↓↓↓
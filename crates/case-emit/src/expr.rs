//! Expression lowering to C++ source fragments.

use case_parser::{Node, NodeKind};

use crate::error::EmitError;

/// Lower an expression subtree to a C++ fragment.
pub(crate) fn emit_expr(e: &Node) -> Result<String, EmitError> {
    match e.kind {
        NodeKind::Number => Ok(number_text(&e.payload)),
        NodeKind::Str => Ok(string_literal(&e.payload)),
        NodeKind::Ident => Ok(e.payload.clone()),
        NodeKind::Binary => {
            let [lhs, rhs] = e.children.as_slice() else {
                return Err(EmitError::invalid_shape("Binary", "expected 2 children", e.line));
            };
            Ok(format!(
                "({} {} {})",
                emit_expr(lhs)?,
                e.payload,
                emit_expr(rhs)?
            ))
        }
        NodeKind::Unary => {
            let [operand] = e.children.as_slice() else {
                return Err(EmitError::invalid_shape("Unary", "expected 1 child", e.line));
            };
            Ok(format!("({}{})", e.payload, emit_expr(operand)?))
        }
        NodeKind::Ternary => {
            let [cond, then, alt] = e.children.as_slice() else {
                return Err(EmitError::invalid_shape("Ternary", "expected 3 children", e.line));
            };
            Ok(format!(
                "({} ? {} : {})",
                emit_expr(cond)?,
                emit_expr(then)?,
                emit_expr(alt)?
            ))
        }
        NodeKind::CallExpr => {
            let Some((callee, args)) = e.children.split_first() else {
                return Err(EmitError::invalid_shape("CallExpr", "missing callee", e.line));
            };
            let args = args
                .iter()
                .map(emit_expr)
                .collect::<Result<Vec<_>, _>>()?
                .join(", ");
            Ok(format!("{}({args})", emit_expr(callee)?))
        }
        NodeKind::Index => {
            let [object, index] = e.children.as_slice() else {
                return Err(EmitError::invalid_shape("Index", "expected 2 children", e.line));
            };
            Ok(format!("{}[{}]", emit_expr(object)?, emit_expr(index)?))
        }
        NodeKind::Member => {
            let [object] = e.children.as_slice() else {
                return Err(EmitError::invalid_shape("Member", "expected 1 child", e.line));
            };
            Ok(format!("{}.{}", emit_expr(object)?, e.payload))
        }
        other => Err(EmitError::invalid_shape(
            format!("{other:?}"),
            "not an expression",
            e.line,
        )),
    }
}

/// Number literal text, normalized for C++ (digit separators removed).
fn number_text(text: &str) -> String {
    text.chars().filter(|&c| c != '_').collect()
}

/// Render a CASE string value as a quoted C++ literal.
pub(crate) fn string_literal(value: &str) -> String {
    let mut out = String::with_capacity(value.len() + 2);
    out.push('"');
    for c in value.chars() {
        match c {
            '\\' => out.push_str("\\\\"),
            '"' => out.push_str("\\\""),
            '\n' => out.push_str("\\n"),
            '\t' => out.push_str("\\t"),
            '\r' => out.push_str("\\r"),
            other => out.push(other),
        }
    }
    out.push('"');
    out
}

/// Flatten a `+` chain into its ordered operands, for stream insertion.
pub(crate) fn flatten_concat(e: &Node) -> Vec<&Node> {
    let mut operands = Vec::new();
    collect_concat(e, &mut operands);
    operands
}

fn collect_concat<'a>(e: &'a Node, out: &mut Vec<&'a Node>) {
    if e.kind == NodeKind::Binary && e.payload == "+" && e.children.len() == 2 {
        collect_concat(&e.children[0], out);
        collect_concat(&e.children[1], out);
    } else {
        out.push(e);
    }
}

/// The first identifier in a pre-order walk of the expression, if any.
pub(crate) fn first_ident(e: &Node) -> Option<&str> {
    if e.kind == NodeKind::Ident {
        return Some(&e.payload);
    }
    e.children.iter().find_map(first_ident)
}

#[cfg(test)]
mod tests {
    use super::*;

    fn num(text: &str) -> Node {
        Node::new(NodeKind::Number, text, 1)
    }

    fn ident(name: &str) -> Node {
        Node::new(NodeKind::Ident, name, 1)
    }

    #[test]
    fn literals_and_idents() {
        assert_eq!(emit_expr(&num("42")).unwrap(), "42");
        assert_eq!(emit_expr(&num("1_000")).unwrap(), "1000");
        assert_eq!(emit_expr(&ident("x")).unwrap(), "x");
        assert_eq!(
            emit_expr(&Node::new(NodeKind::Str, "a\"b", 1)).unwrap(),
            "\"a\\\"b\""
        );
    }

    #[test]
    fn binary_parenthesizes() {
        let e = Node::with_children(NodeKind::Binary, "+", 1, vec![num("1"), num("2")]);
        assert_eq!(emit_expr(&e).unwrap(), "(1 + 2)");
    }

    #[test]
    fn call_index_member_chain() {
        let member = Node::with_children(NodeKind::Member, "field", 1, vec![ident("obj")]);
        let index = Node::with_children(NodeKind::Index, "", 1, vec![member, num("0")]);
        let call = Node::with_children(NodeKind::CallExpr, "", 1, vec![index, num("1")]);
        assert_eq!(emit_expr(&call).unwrap(), "obj.field[0](1)");
    }

    #[test]
    fn flatten_walks_left_spine() {
        let chain = Node::with_children(
            NodeKind::Binary,
            "+",
            1,
            vec![
                Node::with_children(NodeKind::Binary, "+", 1, vec![ident("a"), ident("b")]),
                ident("c"),
            ],
        );
        let parts: Vec<&str> = flatten_concat(&chain)
            .iter()
            .map(|n| n.payload.as_str())
            .collect();
        assert_eq!(parts, vec!["a", "b", "c"]);
    }

    #[test]
    fn first_ident_finds_leftmost() {
        let e = Node::with_children(
            NodeKind::Binary,
            "*",
            1,
            vec![num("2"), Node::with_children(NodeKind::Binary, "+", 1, vec![ident("y"), ident("z")])],
        );
        assert_eq!(first_ident(&e), Some("y"));
        assert_eq!(first_ident(&num("1")), None);
    }

    #[test]
    fn statement_node_in_expression_position_is_invalid() {
        let bad = Node::new(NodeKind::Print, "", 3);
        let err = emit_expr(&bad).unwrap_err();
        assert_eq!(err.line, 3);
    }
}
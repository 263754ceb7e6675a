//! The replay buffer.
//!
//! When the `replay` overlay is set, the driver records a snapshot per
//! observed phase (token/C++ text for the text phases, a JSON tree dump for
//! the rest) and persists them to `replay.txt` after the run.

use std::io;
use std::path::Path;

use crate::Phase;

/// Ordered `(phase, payload)` snapshots of one compilation.
#[derive(Debug, Default)]
pub struct ReplayBuffer {
    entries: Vec<(Phase, String)>,
}

impl ReplayBuffer {
    pub fn new() -> Self {
        Self::default()
    }

    /// Record one phase snapshot.
    pub fn record(&mut self, phase: Phase, payload: impl Into<String>) {
        self.entries.push((phase, payload.into()));
    }

    /// The recorded snapshots, in order.
    pub fn entries(&self) -> &[(Phase, String)] {
        &self.entries
    }

    /// Render the buffer in `replay.txt` format: a phase header line, the
    /// payload, and a blank separator per entry.
    pub fn render(&self) -> String {
        let mut out = String::new();
        for (phase, payload) in &self.entries {
            out.push_str("=== ");
            out.push_str(phase.as_str());
            out.push_str(" ===\n");
            out.push_str(payload);
            if !payload.ends_with('\n') {
                out.push('\n');
            }
            out.push('\n');
        }
        out
    }

    /// Write the rendered buffer to disk.
    pub fn persist(&self, path: &Path) -> io::Result<()> {
        std::fs::write(path, self.render())
    }
}
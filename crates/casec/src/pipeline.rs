//! The compilation pipeline.
//!
//! Runs each phase to completion before the next begins, surfaces the first
//! lexical/syntactic failure immediately, accumulates semantic errors, and
//! drives the plugin registry at the named phase boundaries:
//! `tokens`, `parsed`, `analyzed`, `pre-opt`, `optimized`, `post-opt`,
//! `before-emit`, `emitted-cpp`, `after-emit`.

use std::fmt;

use case_common::error::LexError;
use case_common::token::Token;
use case_emit::{EmitError, EmitMeta};
use case_lexer::Lexer;
use case_parser::ParseError;
use case_plugin::{tree_dump, OverlayFlags, Phase, Registry, ReplayBuffer};
use case_sema::{SemaError, SemaFailure, SemaWarning};

/// Driver-level compile options, filled from the CLI.
#[derive(Debug, Clone)]
pub struct CompileOptions {
    pub source_path: String,
    pub std: String,
    pub opt: String,
    pub cc: String,
    pub tags: Vec<(String, String)>,
}

impl Default for CompileOptions {
    fn default() -> Self {
        Self {
            source_path: String::from("<memory>"),
            std: String::from("c++14"),
            opt: String::from("O2"),
            cc: String::from("g++"),
            tags: Vec::new(),
        }
    }
}

/// A successful compilation: the C++ text, weak-typing warnings, and the
/// replay buffer when the `replay` overlay was set.
#[derive(Debug)]
pub struct CompileOutput {
    pub cpp: String,
    pub warnings: Vec<SemaWarning>,
    pub replay: Option<ReplayBuffer>,
}

/// A failed compilation.
#[derive(Debug)]
pub enum CompileError {
    Lex(LexError),
    Parse(ParseError),
    /// Accumulated semantic errors plus the aggregate failure. Warnings ride
    /// along so the driver can render them too.
    Semantic {
        errors: Vec<SemaError>,
        warnings: Vec<SemaWarning>,
        failure: SemaFailure,
    },
    Emit(EmitError),
}

impl fmt::Display for CompileError {
    fn fmt(&self, f: &mut fmt::Formatter<'_>) -> fmt::Result {
        match self {
            Self::Lex(e) => write!(f, "{e}"),
            Self::Parse(e) => write!(f, "{e}"),
            Self::Semantic { failure, .. } => write!(f, "{failure}"),
            Self::Emit(e) => write!(f, "{e}"),
        }
    }
}

impl std::error::Error for CompileError {}

/// Compile preprocessed-or-raw CASE source to C++ text.
///
/// The registry's observers fire when the tree enables `inspect` or
/// `replay`; its transforms fire at the two mutate hooks when the tree
/// enables `mutate`.
pub fn compile(
    source: &str,
    options: &CompileOptions,
    registry: &mut Registry,
) -> Result<CompileOutput, CompileError> {
    // Preprocess. Identity unless the source enables CIAM inline.
    let preprocessed = case_ciam::preprocess(source);

    // Lex.
    let tokens = Lexer::tokenize(&preprocessed).map_err(CompileError::Lex)?;
    let token_text = token_dump(&tokens);

    // Parse.
    let mut tree = case_parser::parse(&tokens).map_err(CompileError::Parse)?;

    // Overlay flags gate every observation below.
    let flags = OverlayFlags::collect(&tree);
    let mut replay = flags.replay.then(ReplayBuffer::new);

    observe_text(registry, &flags, &mut replay, Phase::Tokens, &token_text);
    observe_tree(registry, &flags, &mut replay, Phase::Parsed, &tree);

    // Semantic analysis. Errors accumulate; the emitter never runs on a
    // program that failed validation.
    let sema = case_sema::analyze(&tree);
    if let Some(failure) = sema.failure() {
        return Err(CompileError::Semantic {
            errors: sema.errors,
            warnings: sema.warnings,
            failure,
        });
    }
    observe_tree(registry, &flags, &mut replay, Phase::Analyzed, &tree);

    // Mutate hook one, then the optimizer, then mutate hook two.
    observe_tree(registry, &flags, &mut replay, Phase::PreOpt, &tree);
    if flags.mutate {
        registry.apply_transforms(Phase::PreOpt, &mut tree);
    }

    case_opt::optimize(&mut tree);
    observe_tree(registry, &flags, &mut replay, Phase::Optimized, &tree);

    if flags.mutate {
        registry.apply_transforms(Phase::PostOpt, &mut tree);
    }
    observe_tree(registry, &flags, &mut replay, Phase::PostOpt, &tree);

    // Emit.
    observe_tree(registry, &flags, &mut replay, Phase::BeforeEmit, &tree);
    let meta = EmitMeta {
        source: options.source_path.clone(),
        std: options.std.clone(),
        opt: options.opt.clone(),
        cc: options.cc.clone(),
        tags: options.tags.clone(),
    };
    let cpp = case_emit::emit(&tree, &meta).map_err(CompileError::Emit)?;
    observe_text(registry, &flags, &mut replay, Phase::EmittedCpp, &cpp);
    observe_tree(registry, &flags, &mut replay, Phase::AfterEmit, &tree);

    Ok(CompileOutput {
        cpp,
        warnings: sema.warnings,
        replay,
    })
}

/// One `line kind text` row per token.
fn token_dump(tokens: &[Token]) -> String {
    let mut out = String::new();
    for token in tokens {
        out.push_str(&format!("{} {:?} {}\n", token.line, token.kind, token.text));
    }
    out
}

fn observe_tree(
    registry: &mut Registry,
    flags: &OverlayFlags,
    replay: &mut Option<ReplayBuffer>,
    phase: Phase,
    tree: &case_parser::Node,
) {
    if flags.observing() {
        registry.observe_tree(phase, tree);
    }
    if let Some(buffer) = replay {
        buffer.record(phase, tree_dump(tree));
    }
}

fn observe_text(
    registry: &mut Registry,
    flags: &OverlayFlags,
    replay: &mut Option<ReplayBuffer>,
    phase: Phase,
    text: &str,
) {
    if flags.observing() {
        registry.observe_text(phase, text);
    }
    if let Some(buffer) = replay {
        buffer.record(phase, text);
    }
}
// CASE optimizer -- a pure in-place tree rewrite.
//
// Constant folding, algebraic peephole simplification, and post-return
// dead-code elimination, run to a two-round fixed point. Malformed subtrees
// pass through unchanged; the optimizer never fails.

mod dce;
mod fold;

use case_parser::Node;

/// Number of full passes. The pass set is idempotent after two rounds.
const ROUNDS: usize = 2;

/// Optimize a tree in place.
pub fn optimize(tree: &mut Node) {
    for _ in 0..ROUNDS {
        fold::run(tree);
        dce::run(tree);
    }
}
// CASE semantic analysis -- weak kind inference, strong operator typing,
// and overlay-declared contracts (purity, parameter non-negativity).

pub mod env;
pub mod error;
pub mod fninfo;
pub mod ty;

mod strong;
mod weak;

use case_parser::Node;
use rustc_hash::FxHashMap;

pub use error::{SemaError, SemaErrorKind, SemaFailure, SemaWarning, SemaWarningKind};
pub use fninfo::{collect_functions, FunctionInfo};
pub use ty::{Nonneg, TypeKind};

/// The output of semantic analysis.
///
/// Errors accumulate across the whole program; [`SemaResult::failure`]
/// reports the aggregate verdict. Warnings never fail analysis.
#[derive(Debug)]
pub struct SemaResult {
    pub functions: FxHashMap<String, FunctionInfo>,
    pub warnings: Vec<SemaWarning>,
    pub errors: Vec<SemaError>,
}

impl SemaResult {
    /// `Some(SemanticValidationFailed)` when any error was accumulated.
    pub fn failure(&self) -> Option<SemaFailure> {
        if self.errors.is_empty() {
            None
        } else {
            Some(SemaFailure::SemanticValidationFailed {
                count: self.errors.len(),
            })
        }
    }
}

/// Run both analysis stages over a parsed program.
///
/// The function table is built first, then the weak pass collects
/// unresolved-reference warnings, then the strong pass enforces operator
/// typing and overlay contracts.
pub fn analyze(tree: &Node) -> SemaResult {
    let functions = fninfo::collect_functions(tree);
    let warnings = weak::run(tree);
    let errors = strong::run(tree, &functions);
    SemaResult {
        functions,
        warnings,
        errors,
    }
}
↑↑↑
> _EXERCISE INSTRUCTIONS_
All lines that include the word "operator" must be copied from the material above.

> _YOUR RESPONSE_
// CASE semantic analysis -- weak kind inference, strong operator typing,
/// unresolved-reference warnings, then the strong pass enforces operator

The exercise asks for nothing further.